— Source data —
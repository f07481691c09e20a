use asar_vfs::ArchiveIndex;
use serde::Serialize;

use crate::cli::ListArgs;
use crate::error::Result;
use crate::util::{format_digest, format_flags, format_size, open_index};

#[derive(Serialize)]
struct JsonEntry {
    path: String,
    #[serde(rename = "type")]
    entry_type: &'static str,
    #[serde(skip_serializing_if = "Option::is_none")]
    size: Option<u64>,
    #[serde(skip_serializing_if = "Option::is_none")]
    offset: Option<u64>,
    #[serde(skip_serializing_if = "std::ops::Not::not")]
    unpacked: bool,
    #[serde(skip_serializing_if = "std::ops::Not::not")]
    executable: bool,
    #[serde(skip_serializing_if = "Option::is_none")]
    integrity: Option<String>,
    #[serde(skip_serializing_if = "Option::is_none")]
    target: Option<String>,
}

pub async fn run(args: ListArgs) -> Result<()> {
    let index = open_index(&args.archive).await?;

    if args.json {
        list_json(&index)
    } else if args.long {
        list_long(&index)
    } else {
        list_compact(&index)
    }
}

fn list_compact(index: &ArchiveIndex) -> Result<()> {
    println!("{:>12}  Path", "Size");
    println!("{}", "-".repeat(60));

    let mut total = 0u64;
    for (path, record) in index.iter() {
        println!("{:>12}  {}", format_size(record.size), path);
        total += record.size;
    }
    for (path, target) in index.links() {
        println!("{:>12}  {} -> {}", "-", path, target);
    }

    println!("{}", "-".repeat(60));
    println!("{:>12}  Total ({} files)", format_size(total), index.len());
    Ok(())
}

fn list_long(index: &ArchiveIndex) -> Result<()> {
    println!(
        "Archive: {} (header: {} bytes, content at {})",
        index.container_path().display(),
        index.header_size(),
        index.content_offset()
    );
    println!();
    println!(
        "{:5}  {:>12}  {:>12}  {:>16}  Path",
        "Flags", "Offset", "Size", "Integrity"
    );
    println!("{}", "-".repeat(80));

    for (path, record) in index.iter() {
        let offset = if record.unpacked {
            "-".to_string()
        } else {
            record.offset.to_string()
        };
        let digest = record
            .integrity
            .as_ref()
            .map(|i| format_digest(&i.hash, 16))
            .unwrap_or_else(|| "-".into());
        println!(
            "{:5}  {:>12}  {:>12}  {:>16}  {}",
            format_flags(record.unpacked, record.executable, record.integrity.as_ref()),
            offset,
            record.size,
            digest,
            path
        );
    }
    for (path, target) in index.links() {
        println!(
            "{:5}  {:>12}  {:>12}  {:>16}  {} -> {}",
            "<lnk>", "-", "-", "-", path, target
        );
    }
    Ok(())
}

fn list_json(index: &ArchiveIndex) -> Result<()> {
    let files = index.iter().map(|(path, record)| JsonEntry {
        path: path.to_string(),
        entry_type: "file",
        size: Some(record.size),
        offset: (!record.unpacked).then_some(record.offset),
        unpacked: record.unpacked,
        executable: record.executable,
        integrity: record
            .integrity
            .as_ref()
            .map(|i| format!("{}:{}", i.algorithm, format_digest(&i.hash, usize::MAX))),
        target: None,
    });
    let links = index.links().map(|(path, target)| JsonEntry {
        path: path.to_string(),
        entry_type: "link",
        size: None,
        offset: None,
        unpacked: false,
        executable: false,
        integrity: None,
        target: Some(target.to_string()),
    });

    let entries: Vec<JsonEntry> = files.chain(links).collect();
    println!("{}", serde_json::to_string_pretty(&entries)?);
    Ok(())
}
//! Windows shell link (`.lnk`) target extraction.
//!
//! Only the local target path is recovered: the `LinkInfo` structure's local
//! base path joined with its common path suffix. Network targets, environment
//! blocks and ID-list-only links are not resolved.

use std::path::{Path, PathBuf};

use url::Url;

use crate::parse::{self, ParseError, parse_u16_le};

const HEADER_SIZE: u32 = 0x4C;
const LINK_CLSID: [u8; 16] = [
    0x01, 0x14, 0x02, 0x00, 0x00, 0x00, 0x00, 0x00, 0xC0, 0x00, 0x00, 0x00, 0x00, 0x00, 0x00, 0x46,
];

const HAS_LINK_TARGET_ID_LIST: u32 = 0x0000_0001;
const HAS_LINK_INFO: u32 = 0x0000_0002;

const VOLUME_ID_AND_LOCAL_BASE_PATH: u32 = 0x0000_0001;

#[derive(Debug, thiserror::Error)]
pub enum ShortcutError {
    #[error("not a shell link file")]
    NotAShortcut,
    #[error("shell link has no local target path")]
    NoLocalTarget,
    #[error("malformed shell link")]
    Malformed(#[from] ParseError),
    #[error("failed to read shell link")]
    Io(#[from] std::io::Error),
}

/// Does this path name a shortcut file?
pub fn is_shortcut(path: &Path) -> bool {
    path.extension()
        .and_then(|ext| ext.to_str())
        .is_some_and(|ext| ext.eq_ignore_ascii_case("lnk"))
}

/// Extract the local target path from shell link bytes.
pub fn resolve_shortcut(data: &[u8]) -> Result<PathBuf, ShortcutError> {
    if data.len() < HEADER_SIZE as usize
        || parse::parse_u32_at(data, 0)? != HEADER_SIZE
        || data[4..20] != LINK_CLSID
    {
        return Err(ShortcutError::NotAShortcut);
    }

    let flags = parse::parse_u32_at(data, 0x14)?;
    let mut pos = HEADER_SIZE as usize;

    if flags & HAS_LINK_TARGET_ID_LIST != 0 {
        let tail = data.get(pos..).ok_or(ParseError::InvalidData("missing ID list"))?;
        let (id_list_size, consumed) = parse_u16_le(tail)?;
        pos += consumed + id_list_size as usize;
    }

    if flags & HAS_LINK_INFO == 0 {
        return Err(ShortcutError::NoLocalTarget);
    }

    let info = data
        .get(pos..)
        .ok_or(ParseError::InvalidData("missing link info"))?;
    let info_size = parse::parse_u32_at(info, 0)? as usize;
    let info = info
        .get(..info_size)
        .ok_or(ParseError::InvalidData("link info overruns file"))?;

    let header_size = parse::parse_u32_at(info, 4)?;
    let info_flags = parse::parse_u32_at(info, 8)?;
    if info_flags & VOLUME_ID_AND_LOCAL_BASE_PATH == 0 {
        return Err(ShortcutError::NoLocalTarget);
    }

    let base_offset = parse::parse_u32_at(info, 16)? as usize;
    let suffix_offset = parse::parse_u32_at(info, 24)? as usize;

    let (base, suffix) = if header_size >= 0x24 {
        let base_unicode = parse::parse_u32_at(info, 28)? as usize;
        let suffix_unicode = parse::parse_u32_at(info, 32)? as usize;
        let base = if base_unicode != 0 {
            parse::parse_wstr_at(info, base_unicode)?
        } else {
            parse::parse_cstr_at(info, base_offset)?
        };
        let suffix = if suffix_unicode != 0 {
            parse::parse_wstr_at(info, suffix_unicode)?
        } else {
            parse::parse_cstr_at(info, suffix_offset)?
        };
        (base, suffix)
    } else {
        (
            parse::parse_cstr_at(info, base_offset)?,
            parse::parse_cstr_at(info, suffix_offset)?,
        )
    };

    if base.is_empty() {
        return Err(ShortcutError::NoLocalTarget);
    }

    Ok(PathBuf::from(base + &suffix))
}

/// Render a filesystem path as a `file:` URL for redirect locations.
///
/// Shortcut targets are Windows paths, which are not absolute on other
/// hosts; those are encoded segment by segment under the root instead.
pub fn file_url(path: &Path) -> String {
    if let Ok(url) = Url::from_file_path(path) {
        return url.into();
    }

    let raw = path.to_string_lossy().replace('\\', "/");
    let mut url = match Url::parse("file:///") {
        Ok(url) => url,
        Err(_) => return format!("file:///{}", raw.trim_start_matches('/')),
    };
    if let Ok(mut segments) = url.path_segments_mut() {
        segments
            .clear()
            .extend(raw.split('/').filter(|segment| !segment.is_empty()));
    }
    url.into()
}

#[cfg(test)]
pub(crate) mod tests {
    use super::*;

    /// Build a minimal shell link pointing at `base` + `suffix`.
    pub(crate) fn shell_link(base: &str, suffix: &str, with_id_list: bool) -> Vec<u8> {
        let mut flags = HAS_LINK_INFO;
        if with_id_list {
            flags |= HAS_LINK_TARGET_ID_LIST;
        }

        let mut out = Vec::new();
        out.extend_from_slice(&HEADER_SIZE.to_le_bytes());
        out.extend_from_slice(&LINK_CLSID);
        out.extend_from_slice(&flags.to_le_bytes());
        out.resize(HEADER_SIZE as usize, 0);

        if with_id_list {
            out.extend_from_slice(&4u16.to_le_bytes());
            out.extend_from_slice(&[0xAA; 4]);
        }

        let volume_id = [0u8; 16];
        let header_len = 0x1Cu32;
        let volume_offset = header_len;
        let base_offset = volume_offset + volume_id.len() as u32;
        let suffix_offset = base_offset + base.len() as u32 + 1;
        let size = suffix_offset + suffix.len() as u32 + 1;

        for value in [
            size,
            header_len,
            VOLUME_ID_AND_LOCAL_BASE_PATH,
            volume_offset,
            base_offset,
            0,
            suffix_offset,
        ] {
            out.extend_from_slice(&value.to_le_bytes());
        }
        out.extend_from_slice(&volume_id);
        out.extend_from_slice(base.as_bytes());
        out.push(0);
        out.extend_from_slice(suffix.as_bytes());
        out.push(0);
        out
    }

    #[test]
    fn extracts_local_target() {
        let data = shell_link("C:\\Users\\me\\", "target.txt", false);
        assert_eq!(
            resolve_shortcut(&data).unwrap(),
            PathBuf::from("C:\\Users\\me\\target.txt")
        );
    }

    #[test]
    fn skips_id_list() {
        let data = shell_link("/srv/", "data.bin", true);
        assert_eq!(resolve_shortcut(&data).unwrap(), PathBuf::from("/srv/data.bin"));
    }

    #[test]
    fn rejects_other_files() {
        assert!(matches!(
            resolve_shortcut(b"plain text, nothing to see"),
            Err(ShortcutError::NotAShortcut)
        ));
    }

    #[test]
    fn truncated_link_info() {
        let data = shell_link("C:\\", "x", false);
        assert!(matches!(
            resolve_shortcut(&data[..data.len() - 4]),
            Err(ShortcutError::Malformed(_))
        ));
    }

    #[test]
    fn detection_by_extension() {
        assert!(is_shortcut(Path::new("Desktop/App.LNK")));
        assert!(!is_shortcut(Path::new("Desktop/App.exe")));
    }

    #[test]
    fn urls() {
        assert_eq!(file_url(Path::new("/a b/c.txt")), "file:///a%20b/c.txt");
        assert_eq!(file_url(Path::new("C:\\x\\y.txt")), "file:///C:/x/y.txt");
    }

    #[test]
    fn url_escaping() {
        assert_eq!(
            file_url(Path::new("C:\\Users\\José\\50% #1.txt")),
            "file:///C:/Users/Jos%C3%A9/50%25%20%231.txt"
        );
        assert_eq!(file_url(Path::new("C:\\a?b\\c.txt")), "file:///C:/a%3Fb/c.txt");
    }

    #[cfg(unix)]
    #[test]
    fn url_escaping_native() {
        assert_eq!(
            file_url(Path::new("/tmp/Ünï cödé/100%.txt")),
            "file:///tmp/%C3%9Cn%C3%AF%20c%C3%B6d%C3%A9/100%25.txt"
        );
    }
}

--

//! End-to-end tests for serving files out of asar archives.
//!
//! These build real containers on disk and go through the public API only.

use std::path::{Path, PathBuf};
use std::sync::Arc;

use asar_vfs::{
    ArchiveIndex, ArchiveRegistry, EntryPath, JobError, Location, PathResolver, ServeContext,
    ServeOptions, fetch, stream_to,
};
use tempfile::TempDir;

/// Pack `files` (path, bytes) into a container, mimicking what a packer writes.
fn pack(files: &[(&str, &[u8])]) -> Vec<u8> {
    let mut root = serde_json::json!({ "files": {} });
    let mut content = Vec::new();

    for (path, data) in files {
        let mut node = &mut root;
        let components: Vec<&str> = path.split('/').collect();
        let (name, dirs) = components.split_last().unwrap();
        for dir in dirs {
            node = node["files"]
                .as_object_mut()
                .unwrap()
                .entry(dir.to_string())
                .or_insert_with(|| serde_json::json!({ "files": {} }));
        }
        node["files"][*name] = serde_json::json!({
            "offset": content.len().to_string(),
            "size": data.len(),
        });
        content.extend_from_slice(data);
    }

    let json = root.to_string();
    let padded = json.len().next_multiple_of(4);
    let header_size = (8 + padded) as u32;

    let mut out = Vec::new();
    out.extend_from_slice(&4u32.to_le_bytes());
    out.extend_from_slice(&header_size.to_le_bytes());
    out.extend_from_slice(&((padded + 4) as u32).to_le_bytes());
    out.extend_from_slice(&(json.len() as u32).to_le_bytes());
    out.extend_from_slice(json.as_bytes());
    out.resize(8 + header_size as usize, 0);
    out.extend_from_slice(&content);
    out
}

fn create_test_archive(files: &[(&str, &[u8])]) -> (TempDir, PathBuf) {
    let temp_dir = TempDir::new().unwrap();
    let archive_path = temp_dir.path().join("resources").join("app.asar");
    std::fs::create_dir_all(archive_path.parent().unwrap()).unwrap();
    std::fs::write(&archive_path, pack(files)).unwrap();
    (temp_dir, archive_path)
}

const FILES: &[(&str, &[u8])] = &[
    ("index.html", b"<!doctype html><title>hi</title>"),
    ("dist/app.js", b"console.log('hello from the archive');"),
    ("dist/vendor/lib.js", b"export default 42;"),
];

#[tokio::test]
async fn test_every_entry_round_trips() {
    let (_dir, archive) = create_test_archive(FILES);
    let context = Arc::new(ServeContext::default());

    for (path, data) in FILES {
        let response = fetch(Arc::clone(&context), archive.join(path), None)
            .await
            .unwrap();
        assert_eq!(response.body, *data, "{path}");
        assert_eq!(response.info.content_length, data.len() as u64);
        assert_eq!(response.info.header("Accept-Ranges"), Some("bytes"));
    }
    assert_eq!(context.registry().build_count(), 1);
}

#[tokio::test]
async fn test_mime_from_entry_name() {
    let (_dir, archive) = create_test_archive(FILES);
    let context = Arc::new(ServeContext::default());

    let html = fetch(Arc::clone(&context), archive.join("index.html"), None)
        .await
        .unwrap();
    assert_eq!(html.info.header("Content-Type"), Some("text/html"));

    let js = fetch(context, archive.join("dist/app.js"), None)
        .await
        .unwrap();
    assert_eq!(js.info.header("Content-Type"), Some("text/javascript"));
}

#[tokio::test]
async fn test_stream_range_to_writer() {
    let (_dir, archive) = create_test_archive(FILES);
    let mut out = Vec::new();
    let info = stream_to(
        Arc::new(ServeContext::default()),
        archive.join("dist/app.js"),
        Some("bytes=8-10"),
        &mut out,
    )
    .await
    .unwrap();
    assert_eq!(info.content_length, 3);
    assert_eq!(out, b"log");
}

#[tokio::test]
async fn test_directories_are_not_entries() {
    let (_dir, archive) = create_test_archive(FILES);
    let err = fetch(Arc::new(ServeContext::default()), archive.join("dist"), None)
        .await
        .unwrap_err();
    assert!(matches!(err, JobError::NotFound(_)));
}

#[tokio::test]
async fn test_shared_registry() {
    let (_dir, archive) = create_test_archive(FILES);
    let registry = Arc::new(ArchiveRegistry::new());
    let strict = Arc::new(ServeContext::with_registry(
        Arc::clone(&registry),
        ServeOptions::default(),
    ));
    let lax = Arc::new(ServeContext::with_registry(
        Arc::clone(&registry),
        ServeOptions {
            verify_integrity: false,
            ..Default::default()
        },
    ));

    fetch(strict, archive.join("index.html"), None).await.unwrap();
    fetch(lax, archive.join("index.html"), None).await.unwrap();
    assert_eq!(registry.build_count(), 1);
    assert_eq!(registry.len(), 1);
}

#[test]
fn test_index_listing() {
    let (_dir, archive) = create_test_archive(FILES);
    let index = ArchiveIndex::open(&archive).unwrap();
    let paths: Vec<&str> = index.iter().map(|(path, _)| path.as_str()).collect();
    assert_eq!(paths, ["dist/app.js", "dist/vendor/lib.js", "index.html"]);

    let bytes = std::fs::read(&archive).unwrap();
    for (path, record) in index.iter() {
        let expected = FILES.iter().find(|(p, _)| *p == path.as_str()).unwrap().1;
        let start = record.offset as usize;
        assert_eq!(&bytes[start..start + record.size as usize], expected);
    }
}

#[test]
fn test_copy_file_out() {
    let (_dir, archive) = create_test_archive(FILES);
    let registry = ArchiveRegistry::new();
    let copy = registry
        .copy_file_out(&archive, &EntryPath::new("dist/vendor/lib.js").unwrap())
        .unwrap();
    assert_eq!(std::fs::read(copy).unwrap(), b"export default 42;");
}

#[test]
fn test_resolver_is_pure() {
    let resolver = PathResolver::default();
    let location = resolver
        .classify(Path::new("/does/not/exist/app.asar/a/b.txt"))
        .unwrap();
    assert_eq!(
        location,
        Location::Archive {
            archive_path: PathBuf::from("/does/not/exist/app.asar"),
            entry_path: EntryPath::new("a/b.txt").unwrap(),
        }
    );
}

— What this task involves —
Find every line in the records that contains the word "components"; copy those lines.

— Result of this exercise —
        let components: Vec<&str> = path.split('/').collect();
        let (name, dirs) = components.split_last().unwrap();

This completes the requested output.